▸ **DATA UNDER STUDY**
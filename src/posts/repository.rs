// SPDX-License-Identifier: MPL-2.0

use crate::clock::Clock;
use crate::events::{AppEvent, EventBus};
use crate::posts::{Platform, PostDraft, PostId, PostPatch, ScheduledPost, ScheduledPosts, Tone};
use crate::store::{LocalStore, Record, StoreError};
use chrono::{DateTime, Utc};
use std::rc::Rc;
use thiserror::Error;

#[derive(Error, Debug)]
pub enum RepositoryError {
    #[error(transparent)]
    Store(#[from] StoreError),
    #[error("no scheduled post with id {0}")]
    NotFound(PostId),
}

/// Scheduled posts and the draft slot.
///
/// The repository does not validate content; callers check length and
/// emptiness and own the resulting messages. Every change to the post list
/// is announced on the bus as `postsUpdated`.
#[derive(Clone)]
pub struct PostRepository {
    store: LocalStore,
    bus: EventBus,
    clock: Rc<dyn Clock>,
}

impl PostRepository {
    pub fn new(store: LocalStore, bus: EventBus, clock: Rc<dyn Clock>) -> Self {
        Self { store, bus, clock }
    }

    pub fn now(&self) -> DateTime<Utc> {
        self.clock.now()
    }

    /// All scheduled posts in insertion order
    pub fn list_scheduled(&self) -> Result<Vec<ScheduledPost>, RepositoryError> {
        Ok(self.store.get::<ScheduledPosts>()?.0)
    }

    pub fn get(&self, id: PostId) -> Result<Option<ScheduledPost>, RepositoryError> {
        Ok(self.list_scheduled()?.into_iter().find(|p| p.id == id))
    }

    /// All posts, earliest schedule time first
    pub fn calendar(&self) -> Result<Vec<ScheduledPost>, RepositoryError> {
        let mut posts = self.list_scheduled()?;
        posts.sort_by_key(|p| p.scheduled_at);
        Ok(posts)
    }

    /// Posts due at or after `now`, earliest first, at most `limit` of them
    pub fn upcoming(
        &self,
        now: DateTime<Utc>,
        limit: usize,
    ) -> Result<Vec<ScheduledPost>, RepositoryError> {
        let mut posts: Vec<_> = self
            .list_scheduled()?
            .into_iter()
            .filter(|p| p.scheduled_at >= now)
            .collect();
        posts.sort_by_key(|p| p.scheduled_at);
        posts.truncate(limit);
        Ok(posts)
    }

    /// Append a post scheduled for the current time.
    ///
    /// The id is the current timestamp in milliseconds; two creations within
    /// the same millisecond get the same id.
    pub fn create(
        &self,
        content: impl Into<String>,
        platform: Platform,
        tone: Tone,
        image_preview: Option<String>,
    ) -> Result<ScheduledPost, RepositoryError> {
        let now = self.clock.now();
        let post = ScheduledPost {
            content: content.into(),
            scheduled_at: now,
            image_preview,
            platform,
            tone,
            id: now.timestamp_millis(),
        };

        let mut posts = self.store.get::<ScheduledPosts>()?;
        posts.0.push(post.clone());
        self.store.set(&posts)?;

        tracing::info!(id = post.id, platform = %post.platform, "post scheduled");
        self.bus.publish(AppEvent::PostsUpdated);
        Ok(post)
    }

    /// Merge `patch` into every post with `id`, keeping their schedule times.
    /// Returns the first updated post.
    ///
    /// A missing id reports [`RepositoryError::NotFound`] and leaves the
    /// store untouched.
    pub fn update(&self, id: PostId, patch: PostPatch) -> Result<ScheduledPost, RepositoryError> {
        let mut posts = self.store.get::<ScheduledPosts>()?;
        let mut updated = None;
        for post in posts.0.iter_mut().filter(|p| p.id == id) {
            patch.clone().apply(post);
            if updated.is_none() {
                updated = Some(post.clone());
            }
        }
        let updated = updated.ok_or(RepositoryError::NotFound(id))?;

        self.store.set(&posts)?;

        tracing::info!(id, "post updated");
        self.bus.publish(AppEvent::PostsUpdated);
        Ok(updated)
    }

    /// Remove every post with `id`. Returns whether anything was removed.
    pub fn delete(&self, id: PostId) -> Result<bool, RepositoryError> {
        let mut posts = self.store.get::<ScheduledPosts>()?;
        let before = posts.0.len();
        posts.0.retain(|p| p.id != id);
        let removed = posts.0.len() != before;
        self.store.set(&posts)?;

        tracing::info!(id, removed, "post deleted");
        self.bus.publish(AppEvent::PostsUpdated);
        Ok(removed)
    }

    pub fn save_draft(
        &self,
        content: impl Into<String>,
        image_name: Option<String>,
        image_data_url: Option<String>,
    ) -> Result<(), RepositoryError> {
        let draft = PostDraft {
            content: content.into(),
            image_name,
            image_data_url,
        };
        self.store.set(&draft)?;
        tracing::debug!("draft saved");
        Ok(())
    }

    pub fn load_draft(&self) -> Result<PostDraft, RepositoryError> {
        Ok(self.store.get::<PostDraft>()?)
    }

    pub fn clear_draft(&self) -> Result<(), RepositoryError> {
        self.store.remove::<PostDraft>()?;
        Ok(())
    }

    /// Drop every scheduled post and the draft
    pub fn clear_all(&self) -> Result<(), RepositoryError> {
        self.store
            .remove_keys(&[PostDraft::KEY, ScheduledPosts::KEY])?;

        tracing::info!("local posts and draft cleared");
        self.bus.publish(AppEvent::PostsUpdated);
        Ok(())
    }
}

▸ **DIRECTIONS**
Once the records are read, print each of them exactly as written.

▸ **ANSWER SPACE**
filename src/posts/repository.rs
// SPDX-License-Identifier: MPL-2.0

use crate::clock::Clock;
use crate::events::{AppEvent, EventBus};
use crate::posts::{Platform, PostDraft, PostId, PostPatch, ScheduledPost, ScheduledPosts, Tone};
use crate::store::{LocalStore, Record, StoreError};
use chrono::{DateTime, Utc};
use std::rc::Rc;
use thiserror::Error;

#[derive(Error, Debug)]
pub enum RepositoryError {
    #[error(transparent)]
    Store(#[from] StoreError),
    #[error("no scheduled post with id {0}")]
    NotFound(PostId),
}

/// Scheduled posts and the draft slot.
///
/// The repository does not validate content; callers check length and
/// emptiness and own the resulting messages. Every change to the post list
/// is announced on the bus as `postsUpdated`.
#[derive(Clone)]
pub struct PostRepository {
    store: LocalStore,
    bus: EventBus,
    clock: Rc<dyn Clock>,
}

impl PostRepository {
    pub fn new(store: LocalStore, bus: EventBus, clock: Rc<dyn Clock>) -> Self {
        Self { store, bus, clock }
    }

    pub fn now(&self) -> DateTime<Utc> {
        self.clock.now()
    }

    /// All scheduled posts in insertion order
    pub fn list_scheduled(&self) -> Result<Vec<ScheduledPost>, RepositoryError> {
        Ok(self.store.get::<ScheduledPosts>()?.0)
    }

    pub fn get(&self, id: PostId) -> Result<Option<ScheduledPost>, RepositoryError> {
        Ok(self.list_scheduled()?.into_iter().find(|p| p.id == id))
    }

    /// All posts, earliest schedule time first
    pub fn calendar(&self) -> Result<Vec<ScheduledPost>, RepositoryError> {
        let mut posts = self.list_scheduled()?;
        posts.sort_by_key(|p| p.scheduled_at);
        Ok(posts)
    }

    /// Posts due at or after `now`, earliest first, at most `limit` of them
    pub fn upcoming(
        &self,
        now: DateTime<Utc>,
        limit: usize,
    ) -> Result<Vec<ScheduledPost>, RepositoryError> {
        let mut posts: Vec<_> = self
            .list_scheduled()?
            .into_iter()
            .filter(|p| p.scheduled_at >= now)
            .collect();
        posts.sort_by_key(|p| p.scheduled_at);
        posts.truncate(limit);
        Ok(posts)
    }

    /// Append a post scheduled for the current time.
    ///
    /// The id is the current timestamp in milliseconds; two creations within
    /// the same millisecond get the same id.
    pub fn create(
        &self,
        content: impl Into<String>,
        platform: Platform,
        tone: Tone,
        image_preview: Option<String>,
    ) -> Result<ScheduledPost, RepositoryError> {
        let now = self.clock.now();
        let post = ScheduledPost {
            content: content.into(),
            scheduled_at: now,
            image_preview,
            platform,
            tone,
            id: now.timestamp_millis(),
        };

        let mut posts = self.store.get::<ScheduledPosts>()?;
        posts.0.push(post.clone());
        self.store.set(&posts)?;

        tracing::info!(id = post.id, platform = %post.platform, "post scheduled");
        self.bus.publish(AppEvent::PostsUpdated);
        Ok(post)
    }

    /// Merge `patch` into every post with `id`, keeping their schedule times.
    /// Returns the first updated post.
    ///
    /// A missing id reports [`RepositoryError::NotFound`] and leaves the
    /// store untouched.
    pub fn update(&self, id: PostId, patch: PostPatch) -> Result<ScheduledPost, RepositoryError> {
        let mut posts = self.store.get::<ScheduledPosts>()?;
        let mut updated = None;
        for post in posts.0.iter_mut().filter(|p| p.id == id) {
            patch.clone().apply(post);
            if updated.is_none() {
                updated = Some(post.clone());
            }
        }
        let updated = updated.ok_or(RepositoryError::NotFound(id))?;

        self.store.set(&posts)?;

        tracing::info!(id, "post updated");
        self.bus.publish(AppEvent::PostsUpdated);
        Ok(updated)
    }

    /// Remove every post with `id`. Returns whether anything was removed.
    pub fn delete(&self, id: PostId) -> Result<bool, RepositoryError> {
        let mut posts = self.store.get::<ScheduledPosts>()?;
        let before = posts.0.len();
        posts.0.retain(|p| p.id != id);
        let removed = posts.0.len() != before;
        self.store.set(&posts)?;

        tracing::info!(id, removed, "post deleted");
        self.bus.publish(AppEvent::PostsUpdated);
        Ok(removed)
    }

    pub fn save_draft(
        &self,
        content: impl Into<String>,
        image_name: Option<String>,
        image_data_url: Option<String>,
    ) -> Result<(), RepositoryError> {
        let draft = PostDraft {
            content: content.into(),
            image_name,
            image_data_url,
        };
        self.store.set(&draft)?;
        tracing::debug!("draft saved");
        Ok(())
    }

    pub fn load_draft(&self) -> Result<PostDraft, RepositoryError> {
        Ok(self.store.get::<PostDraft>()?)
    }

    pub fn clear_draft(&self) -> Result<(), RepositoryError> {
        self.store.remove::<PostDraft>()?;
        Ok(())
    }

    /// Drop every scheduled post and the draft
    pub fn clear_all(&self) -> Result<(), RepositoryError> {
        self.store
            .remove_keys(&[PostDraft::KEY, ScheduledPosts::KEY])?;

        tracing::info!("local posts and draft cleared");
        self.bus.publish(AppEvent::PostsUpdated);
        Ok(())
    }
}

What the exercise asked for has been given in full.